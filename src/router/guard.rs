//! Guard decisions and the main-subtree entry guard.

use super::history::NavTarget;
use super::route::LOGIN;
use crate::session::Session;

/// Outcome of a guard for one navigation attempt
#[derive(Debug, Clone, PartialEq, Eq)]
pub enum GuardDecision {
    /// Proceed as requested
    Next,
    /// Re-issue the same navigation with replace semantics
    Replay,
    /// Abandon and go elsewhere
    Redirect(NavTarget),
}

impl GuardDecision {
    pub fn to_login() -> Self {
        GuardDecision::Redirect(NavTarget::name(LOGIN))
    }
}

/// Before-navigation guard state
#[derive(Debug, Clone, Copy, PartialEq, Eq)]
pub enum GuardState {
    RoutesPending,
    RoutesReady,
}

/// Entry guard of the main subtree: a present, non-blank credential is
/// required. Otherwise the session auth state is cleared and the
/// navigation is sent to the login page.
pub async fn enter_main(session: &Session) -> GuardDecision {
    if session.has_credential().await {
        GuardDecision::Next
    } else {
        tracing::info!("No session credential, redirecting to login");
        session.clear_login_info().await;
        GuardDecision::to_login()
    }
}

--

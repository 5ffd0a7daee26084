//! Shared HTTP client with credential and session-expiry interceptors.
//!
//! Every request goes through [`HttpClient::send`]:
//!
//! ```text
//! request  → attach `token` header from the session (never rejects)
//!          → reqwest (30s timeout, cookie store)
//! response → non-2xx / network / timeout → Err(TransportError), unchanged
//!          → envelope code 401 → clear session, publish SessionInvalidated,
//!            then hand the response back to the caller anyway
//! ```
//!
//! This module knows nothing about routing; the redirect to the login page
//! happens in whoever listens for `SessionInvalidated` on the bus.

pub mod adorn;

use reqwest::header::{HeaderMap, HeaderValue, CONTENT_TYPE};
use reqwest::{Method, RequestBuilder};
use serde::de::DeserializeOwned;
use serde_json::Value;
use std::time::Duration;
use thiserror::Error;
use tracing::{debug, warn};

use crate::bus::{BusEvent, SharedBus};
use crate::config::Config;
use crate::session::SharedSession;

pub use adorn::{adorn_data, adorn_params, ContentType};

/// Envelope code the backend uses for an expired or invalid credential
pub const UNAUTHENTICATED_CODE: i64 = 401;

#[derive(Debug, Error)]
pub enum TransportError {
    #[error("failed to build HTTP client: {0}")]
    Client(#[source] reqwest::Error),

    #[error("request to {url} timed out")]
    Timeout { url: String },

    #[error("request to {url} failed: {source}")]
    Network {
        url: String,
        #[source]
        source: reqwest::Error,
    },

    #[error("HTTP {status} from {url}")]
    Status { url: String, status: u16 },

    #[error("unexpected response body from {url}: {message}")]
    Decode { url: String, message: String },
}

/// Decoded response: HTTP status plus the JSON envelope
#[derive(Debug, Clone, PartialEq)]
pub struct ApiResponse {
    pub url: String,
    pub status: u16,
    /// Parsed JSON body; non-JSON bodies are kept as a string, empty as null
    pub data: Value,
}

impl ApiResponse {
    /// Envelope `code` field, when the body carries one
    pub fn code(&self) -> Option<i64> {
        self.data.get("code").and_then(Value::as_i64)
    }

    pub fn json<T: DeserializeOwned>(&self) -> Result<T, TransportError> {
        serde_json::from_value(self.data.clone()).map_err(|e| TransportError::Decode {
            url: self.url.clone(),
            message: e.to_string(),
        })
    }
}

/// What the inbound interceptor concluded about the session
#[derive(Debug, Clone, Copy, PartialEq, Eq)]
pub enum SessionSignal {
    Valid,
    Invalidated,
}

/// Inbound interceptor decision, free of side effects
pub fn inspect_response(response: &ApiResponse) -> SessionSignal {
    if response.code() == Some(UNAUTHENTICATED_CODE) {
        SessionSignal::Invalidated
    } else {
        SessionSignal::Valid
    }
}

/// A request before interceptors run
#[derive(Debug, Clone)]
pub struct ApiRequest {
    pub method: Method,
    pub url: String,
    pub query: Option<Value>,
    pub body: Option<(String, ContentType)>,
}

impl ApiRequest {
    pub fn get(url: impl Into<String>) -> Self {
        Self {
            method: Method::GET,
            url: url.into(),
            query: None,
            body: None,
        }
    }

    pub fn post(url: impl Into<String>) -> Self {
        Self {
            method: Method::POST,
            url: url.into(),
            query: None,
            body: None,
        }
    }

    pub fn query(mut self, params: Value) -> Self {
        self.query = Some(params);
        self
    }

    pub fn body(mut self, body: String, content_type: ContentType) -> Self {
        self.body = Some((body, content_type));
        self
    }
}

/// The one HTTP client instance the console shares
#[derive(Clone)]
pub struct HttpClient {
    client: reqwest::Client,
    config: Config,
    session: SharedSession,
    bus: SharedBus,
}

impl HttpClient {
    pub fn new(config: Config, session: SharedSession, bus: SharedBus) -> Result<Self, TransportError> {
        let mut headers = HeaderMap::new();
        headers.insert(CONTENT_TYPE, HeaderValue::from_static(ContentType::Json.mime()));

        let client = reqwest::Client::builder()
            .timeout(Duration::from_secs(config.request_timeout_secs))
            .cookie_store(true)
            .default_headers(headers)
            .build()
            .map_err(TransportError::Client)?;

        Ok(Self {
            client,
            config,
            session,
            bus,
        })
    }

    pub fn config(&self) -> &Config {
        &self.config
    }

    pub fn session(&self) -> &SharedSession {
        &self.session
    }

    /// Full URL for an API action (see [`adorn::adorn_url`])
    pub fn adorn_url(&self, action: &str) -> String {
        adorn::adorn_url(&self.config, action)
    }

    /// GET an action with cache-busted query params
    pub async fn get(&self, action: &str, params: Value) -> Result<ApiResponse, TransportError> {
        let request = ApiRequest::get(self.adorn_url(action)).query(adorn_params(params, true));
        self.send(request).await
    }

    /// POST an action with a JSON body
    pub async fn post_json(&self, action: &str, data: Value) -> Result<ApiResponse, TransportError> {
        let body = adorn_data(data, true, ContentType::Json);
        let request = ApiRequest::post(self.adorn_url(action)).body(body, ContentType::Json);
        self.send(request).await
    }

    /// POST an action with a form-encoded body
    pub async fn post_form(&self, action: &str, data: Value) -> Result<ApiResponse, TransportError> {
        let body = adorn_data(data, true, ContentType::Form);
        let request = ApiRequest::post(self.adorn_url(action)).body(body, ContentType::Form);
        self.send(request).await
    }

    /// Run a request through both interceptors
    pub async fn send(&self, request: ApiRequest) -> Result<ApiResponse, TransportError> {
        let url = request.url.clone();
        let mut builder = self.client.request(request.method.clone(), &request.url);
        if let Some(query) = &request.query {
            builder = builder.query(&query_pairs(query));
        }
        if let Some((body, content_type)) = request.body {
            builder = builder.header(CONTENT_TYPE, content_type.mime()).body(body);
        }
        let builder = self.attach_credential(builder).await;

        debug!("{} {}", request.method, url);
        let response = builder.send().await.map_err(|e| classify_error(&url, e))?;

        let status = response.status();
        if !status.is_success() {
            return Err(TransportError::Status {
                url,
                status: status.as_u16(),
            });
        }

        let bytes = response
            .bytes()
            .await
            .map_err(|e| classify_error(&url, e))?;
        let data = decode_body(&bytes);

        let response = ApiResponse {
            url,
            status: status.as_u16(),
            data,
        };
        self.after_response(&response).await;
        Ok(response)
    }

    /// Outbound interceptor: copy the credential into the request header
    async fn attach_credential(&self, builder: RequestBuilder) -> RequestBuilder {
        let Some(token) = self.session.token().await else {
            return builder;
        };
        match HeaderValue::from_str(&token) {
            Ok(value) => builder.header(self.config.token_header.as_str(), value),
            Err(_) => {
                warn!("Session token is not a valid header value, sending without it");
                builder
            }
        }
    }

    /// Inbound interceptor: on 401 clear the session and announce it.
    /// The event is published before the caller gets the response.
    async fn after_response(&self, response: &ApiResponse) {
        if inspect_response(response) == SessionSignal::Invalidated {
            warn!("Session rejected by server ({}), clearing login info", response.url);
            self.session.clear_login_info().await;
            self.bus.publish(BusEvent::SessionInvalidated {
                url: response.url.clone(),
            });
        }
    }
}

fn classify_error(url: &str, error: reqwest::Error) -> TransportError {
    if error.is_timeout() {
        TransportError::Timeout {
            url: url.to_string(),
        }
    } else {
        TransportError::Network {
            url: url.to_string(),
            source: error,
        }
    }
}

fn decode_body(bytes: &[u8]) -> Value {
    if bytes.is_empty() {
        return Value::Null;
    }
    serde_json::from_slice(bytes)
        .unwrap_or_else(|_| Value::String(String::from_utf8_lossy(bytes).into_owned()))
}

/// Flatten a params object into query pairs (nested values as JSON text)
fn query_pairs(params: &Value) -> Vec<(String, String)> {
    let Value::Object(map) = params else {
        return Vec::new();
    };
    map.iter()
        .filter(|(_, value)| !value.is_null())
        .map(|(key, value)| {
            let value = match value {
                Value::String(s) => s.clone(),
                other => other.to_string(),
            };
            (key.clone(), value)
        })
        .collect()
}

WORK TO COMPLETE: Transcribe each line of the data above, unaltered, from the one where "if let Some((body, content_type))" appears to the one where "and announce it." appears, inclusive of both.

REPLY:
        if let Some((body, content_type)) = request.body {
            builder = builder.header(CONTENT_TYPE, content_type.mime()).body(body);
        }
        let builder = self.attach_credential(builder).await;

        debug!("{} {}", request.method, url);
        let response = builder.send().await.map_err(|e| classify_error(&url, e))?;

        let status = response.status();
        if !status.is_success() {
            return Err(TransportError::Status {
                url,
                status: status.as_u16(),
            });
        }

        let bytes = response
            .bytes()
            .await
            .map_err(|e| classify_error(&url, e))?;
        let data = decode_body(&bytes);

        let response = ApiResponse {
            url,
            status: status.as_u16(),
            data,
        };
        self.after_response(&response).await;
        Ok(response)
    }

    /// Outbound interceptor: copy the credential into the request header
    async fn attach_credential(&self, builder: RequestBuilder) -> RequestBuilder {
        let Some(token) = self.session.token().await else {
            return builder;
        };
        match HeaderValue::from_str(&token) {
            Ok(value) => builder.header(self.config.token_header.as_str(), value),
            Err(_) => {
                warn!("Session token is not a valid header value, sending without it");
                builder
            }
        }
    }

    /// Inbound interceptor: on 401 clear the session and announce it.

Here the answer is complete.